1> I think city-based Unhappiness is just a bit too high. There are two options:
A: Lower the base city unhappiness from 4 down to 3
or
B: Leave it at 4 and add +1 Happiness to the several buildings I'd mentioned earlier (some combination of Garden, Mint, Monastery, Windmill, Observatory) while slightly reducing their other benefits to compensate

I like option B better, as it would put a player into a position where he would have to plan research branches in coordination with his military/happiness ambitions. Question: do you plan on scaling back the gold production in regards to your option B? If so, then because I think your economic model is already in pretty good shape (i.e. I typically have enough gold to skimp by but not enough to dominate with), then by shaving off just a bit more gold production would then put a player moreso into a position of having to consider the economic ramifications of a conquest strategy as well (i.e. this would introduce a third choice a player would have to make when considering research options).
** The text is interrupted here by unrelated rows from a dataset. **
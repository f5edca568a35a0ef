use uuid::Uuid;

/// Time-ordered identifier for a new delivery. UUID v7 strings sort
/// lexically in creation order.
pub fn new_delivery_id() -> Uuid {
    Uuid::now_v7()
}
use std::sync::Arc;

use axum::http::HeaderName;
use courier_delivery::{DeliveryService, WebhookAuthenticator, WebhookReconciler};

#[derive(Clone)]
pub struct AppState {
    pub deliveries: Arc<DeliveryService>,
    pub reconciler: Arc<WebhookReconciler>,
    pub webhook_auth: Arc<WebhookAuthenticator>,
    /// Header carrying the webhook shared secret.
    pub webhook_header: HeaderName,
}
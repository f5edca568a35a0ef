use async_trait::async_trait;
use courier_core::serviceability::{DeliveryOption, ServiceabilityQuery};
use courier_core::{DeliveryOrder, DeliveryPartner, DeliveryResult, DeliveryStatus, ShipmentReceipt};

/// Partner-specific delivery behavior. One implementation per [`DeliveryPartner`].
#[async_trait]
pub trait PartnerStrategy: Send + Sync {
    fn partner(&self) -> DeliveryPartner;

    /// Book the shipment with the partner. On success the receipt carries
    /// the partner's tracking id.
    async fn create_shipment(&self, order: &DeliveryOrder) -> DeliveryResult<ShipmentReceipt>;

    async fn cancel_shipment(&self, order: &DeliveryOrder, reason: &str) -> DeliveryResult<()>;

    /// Current canonical status as reported live by the partner.
    async fn shipment_status(&self, order: &DeliveryOrder) -> DeliveryResult<DeliveryStatus>;

    async fn check_serviceability(&self, query: &ServiceabilityQuery) -> Vec<DeliveryOption>;
}
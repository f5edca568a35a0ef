use serde::{Deserialize, Serialize, Serializer};
use std::fmt;

/// A wrapper for credentials and personal data that masks its value in Debug/Display output.
///
/// Serialization passes the real value through, so a `Masked` field can still be sent to
/// the partner or returned by the API. The mask only protects `tracing` output.
#[derive(Clone, Default, PartialEq, Eq, Deserialize)]
#[serde(transparent)]
pub struct Masked<T>(pub T);

impl<T> fmt::Debug for Masked<T> {
    fn fmt(&self, f: &mut fmt::Formatter<'_>) -> fmt::Result {
        write!(f, "********")
    }
}

impl<T> fmt::Display for Masked<T> {
    fn fmt(&self, f: &mut fmt::Formatter<'_>) -> fmt::Result {
        write!(f, "********")
    }
}

impl<T: Serialize> Serialize for Masked<T> {
    fn serialize<S>(&self, serializer: S) -> Result<S::Ok, S::Error>
    where
        S: Serializer,
    {
        self.0.serialize(serializer)
    }
}

impl<T> Masked<T> {
    pub fn new(value: T) -> Self {
        Self(value)
    }

    pub fn expose(&self) -> &T {
        &self.0
    }

    pub fn into_inner(self) -> T {
        self.0
    }
}

impl From<String> for Masked<String> {
    fn from(value: String) -> Self {
        Self(value)
    }
}

impl From<&str> for Masked<String> {
    fn from(value: &str) -> Self {
        Self(value.to_string())
    }
}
2> Certain strategic resources stop being useful too quickly, most notably Oil. You see this mostly in the endgame, where there's a huge stretch where Aluminum is almost all that matters and Uranium is only used for a couple rarely-used units and is generally spent on buildings.
So I was planning to change the resource requirements of various units, with your primary battle units requiring multiple resources. So Tanks would require Iron and Oil, Modern Armor require Oil and Aluminum, and so on. This'd obviously require rebalancing the number of units in some types of strategic deposits, especially if I go further and have Vertols and/or Needlejets require Uranium as well as Aluminum.
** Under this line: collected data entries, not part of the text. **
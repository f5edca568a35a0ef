use std::time::Duration;

use async_trait::async_trait;
use courier_core::lookup::{BranchConfig, BranchConfigLookup, OrderDetails, OrderLookup};
use courier_core::{LookupError, TenantScope};
use reqwest::{StatusCode, Url};
use serde::de::DeserializeOwned;
use tracing::{debug, warn};

fn http_client(timeout: Duration) -> Result<reqwest::Client, LookupError> {
    reqwest::Client::builder()
        .timeout(timeout)
        .build()
        .map_err(|e| LookupError::Upstream(format!("Failed to build HTTP client: {}", e)))
}

fn parse_base_url(raw: String) -> Result<Url, LookupError> {
    let url = Url::parse(&raw).map_err(|e| LookupError::Upstream(format!("Invalid service URL {}: {}", raw, e)))?;
    if url.cannot_be_a_base() {
        return Err(LookupError::Upstream(format!("Invalid service URL {}", raw)));
    }
    Ok(url)
}

/// Append each segment percent-encoded, so caller-supplied ids stay inside their segment.
/// Empty and dot segments are refused since they would address a different resource.
fn endpoint(base: &Url, segments: &[&str]) -> Result<Url, LookupError> {
    if let Some(bad) = segments.iter().find(|s| matches!(**s, "" | "." | "..")) {
        return Err(LookupError::Upstream(format!("Refusing path segment {:?}", bad)));
    }

    let mut url = base.clone();
    url.path_segments_mut()
        .map_err(|_| LookupError::Upstream(format!("Invalid service URL {}", base)))?
        .pop_if_empty()
        .extend(segments.iter().copied());
    Ok(url)
}

/// GET a JSON document. 404 is "no record", anything else non-2xx is an upstream failure.
async fn fetch<T: DeserializeOwned>(client: &reqwest::Client, url: Url) -> Result<Option<T>, LookupError> {
    debug!(url = %url, "Fetching from sibling service");
    let response = client
        .get(url.clone())
        .send()
        .await
        .map_err(|e| LookupError::Upstream(format!("GET {} failed: {}", url, e)))?;

    match response.status() {
        StatusCode::NOT_FOUND => Ok(None),
        status if status.is_success() => response
            .json::<T>()
            .await
            .map(Some)
            .map_err(|e| LookupError::Upstream(format!("GET {} returned an unreadable body: {}", url, e))),
        status => {
            warn!(url = %url, status = status.as_u16(), "Sibling service call failed");
            Err(LookupError::Upstream(format!("GET {} returned HTTP {}", url, status.as_u16())))
        }
    }
}

/// Reads enriched orders from the order service.
pub struct HttpOrderLookup {
    client: reqwest::Client,
    base_url: Url,
}

impl HttpOrderLookup {
    pub fn new(base_url: impl Into<String>, timeout: Duration) -> Result<Self, LookupError> {
        Ok(Self {
            client: http_client(timeout)?,
            base_url: parse_base_url(base_url.into())?,
        })
    }
}

#[async_trait]
impl OrderLookup for HttpOrderLookup {
    async fn order_details(&self, organization_id: &str, order_id: &str) -> Result<Option<OrderDetails>, LookupError> {
        let url = endpoint(&self.base_url, &["api", "internal", organization_id, "orders", order_id])?;
        fetch(&self.client, url).await
    }
}

/// Reads branch pickup configuration from the organization service.
pub struct HttpBranchConfigLookup {
    client: reqwest::Client,
    base_url: Url,
}

impl HttpBranchConfigLookup {
    pub fn new(base_url: impl Into<String>, timeout: Duration) -> Result<Self, LookupError> {
        Ok(Self {
            client: http_client(timeout)?,
            base_url: parse_base_url(base_url.into())?,
        })
    }
}

#[async_trait]
impl BranchConfigLookup for HttpBranchConfigLookup {
    async fn branch_config(&self, scope: &TenantScope) -> Result<Option<BranchConfig>, LookupError> {
        let url = endpoint(
            &self.base_url,
            &[
                "api",
                "v1",
                "internal",
                "organizations",
                &scope.organization_id,
                "branches",
                &scope.branch_id,
                "config",
            ],
        )?;
        fetch(&self.client, url).await
    }
}

#[cfg(test)]
mod tests {
    use super::*;
    use axum::extract::Path;
    use axum::http::StatusCode as AxumStatus;
    use axum::routing::get;
    use axum::{Json, Router};
    use serde_json::json;

    async fn spawn_services() -> String {
        let app = Router::new()
            .route(
                "/api/internal/{org}/orders/{order}",
                get(|Path((org, order)): Path<(String, String)>| async move {
                    match (org.as_str(), order.as_str()) {
                        ("org-1", "O-1") => (
                            AxumStatus::OK,
                            Json(json!({ "orderId": "O-1", "billingCity": "Bengaluru", "items": [] })),
                        ),
                        ("org-1", "O-500") => (AxumStatus::INTERNAL_SERVER_ERROR, Json(json!({}))),
                        ("org-2", "O-9") => (
                            AxumStatus::OK,
                            Json(json!({ "orderId": "O-9", "billingCity": "Mumbai", "items": [] })),
                        ),
                        _ => (AxumStatus::NOT_FOUND, Json(json!({}))),
                    }
                }),
            )
            .route(
                "/api/v1/internal/organizations/{org}/branches/{branch}/config",
                get(|Path((org, branch)): Path<(String, String)>| async move {
                    Json(json!({ "branchId": branch, "shiprocketPickupLocation": format!("{}:Koramangala", org) }))
                }),
            );

        let listener = tokio::net::TcpListener::bind("127.0.0.1:0").await.unwrap();
        let addr = listener.local_addr().unwrap();
        tokio::spawn(async move {
            axum::serve(listener, app).await.unwrap();
        });
        format!("http://{}", addr)
    }

    #[tokio::test]
    async fn test_order_lookup() {
        let base = spawn_services().await;
        let lookup = HttpOrderLookup::new(format!("{}/", base), Duration::from_secs(2)).unwrap();

        let details = lookup.order_details("org-1", "O-1").await.unwrap().unwrap();
        assert_eq!(details.billing_city.as_deref(), Some("Bengaluru"));

        assert!(lookup.order_details("org-1", "O-404").await.unwrap().is_none());
        assert!(matches!(
            lookup.order_details("org-1", "O-500").await,
            Err(LookupError::Upstream(_))
        ));
    }

    #[tokio::test]
    async fn test_branch_config_lookup() {
        let base = spawn_services().await;
        let lookup = HttpBranchConfigLookup::new(base, Duration::from_secs(2)).unwrap();

        let config = lookup
            .branch_config(&TenantScope::new("org-1", "br-7"))
            .await
            .unwrap()
            .unwrap();
        assert_eq!(config.branch_id.as_deref(), Some("br-7"));
        assert_eq!(config.shiprocket_pickup_location.as_deref(), Some("org-1:Koramangala"));

        let config = lookup
            .branch_config(&TenantScope::new("org-1", "../../org-2/branches/br-7"))
            .await
            .unwrap()
            .unwrap();
        assert_eq!(config.branch_id.as_deref(), Some("../../org-2/branches/br-7"));
        assert_eq!(config.shiprocket_pickup_location.as_deref(), Some("org-1:Koramangala"));
    }

    #[tokio::test]
    async fn test_order_id_cannot_escape_organization() {
        let base = spawn_services().await;
        let lookup = HttpOrderLookup::new(base, Duration::from_secs(2)).unwrap();

        assert!(lookup.order_details("org-2", "O-9").await.unwrap().is_some());

        // dot segments and slashes are encoded, so this stays an org-1 lookup
        assert!(lookup
            .order_details("org-1", "../../org-2/orders/O-9")
            .await
            .unwrap()
            .is_none());
        assert!(lookup.order_details("org-1", "%2E%2E").await.unwrap().is_none());
        assert!(matches!(
            lookup.order_details("org-1", "..").await,
            Err(LookupError::Upstream(_))
        ));
    }

    #[test]
    fn test_endpoint_encodes_segments() {
        let base = Url::parse("http://orders.local/root/").unwrap();
        let url = endpoint(&base, &["api", "internal", "org-1", "orders", "../x?y#z"]).unwrap();
        assert_eq!(url.as_str(), "http://orders.local/root/api/internal/org-1/orders/..%2Fx%3Fy%23z");

        assert!(matches!(
            HttpOrderLookup::new("not a url", Duration::from_secs(1)),
            Err(LookupError::Upstream(_))
        ));
    }
}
Because I start my games in the Industrial Era, Iron doesn't have nearly as much significance as in an Ancient Era start, so making Iron a prerequisite for Tanks sounds like a very good idea from a Later Era starting perspectice.

3> I want to add several new National Wonders in the pre-Future eras (mainly Renaissance and Industrial).

QUESTION: Should I be adding earlier-era content into the Content mod, or try to keep it exclusive to the future eras?

My vote is "Exclusively for the Future Eras", cuz thats all I play. :lol:

D
 
First, i really enjoy your mods, Alpha Centauri & the Balance mod.
Playing with a Civ as a tactical/strategic leader, i'm almost at the industrial era (Prince, Epic).

1> B
Add +1 happiness for the Garden. AI love to build Hanging Gardens.
Windmill only adds production, why not adding +1 food, like the Granary.
Leave the Mint as it is.. labor>mining>smelting in the early era's, happiness was a no-no.
Observatory.. browsing the atmosphere and beyond, adds science, nothing more.
The Monastry.. +2 Culture each turn is a yes, just leave it as it is.

From Wiki:
There were many buildings in a Monastery, including a: church, chapter house, dormitory, infirmary, cloister, smithy, stable, balneary and pigsties. Another building which might be in a Monastery is a school.

2> Yes, adds more realism.
For instance, why does a Trebuchet require Iron, but the Cannon and Artillery it upgrades to DON'T?

Because you need the early infantry (swordsman, longswordsman) against AI in ragemode.
2 longswordsmen, they do some mighty damage to an AI musketeer unit (honor, discipline).

Cannons and Artillery, long production, high damage, low defense.
I always flank them with cheap Horseman/Cavalry. AI always leave them wide open.
Trebuchets are faster to build then Cannons though.
Tanks.. should be Iron and Oil, not Aluminium.

3> Both no.
AI like building Wonders.. let them build while i'm moving my 2 squads with 6 Riflemen, 2 Cannons, 4 Cavalry & 1 Great General on 'just passing through'.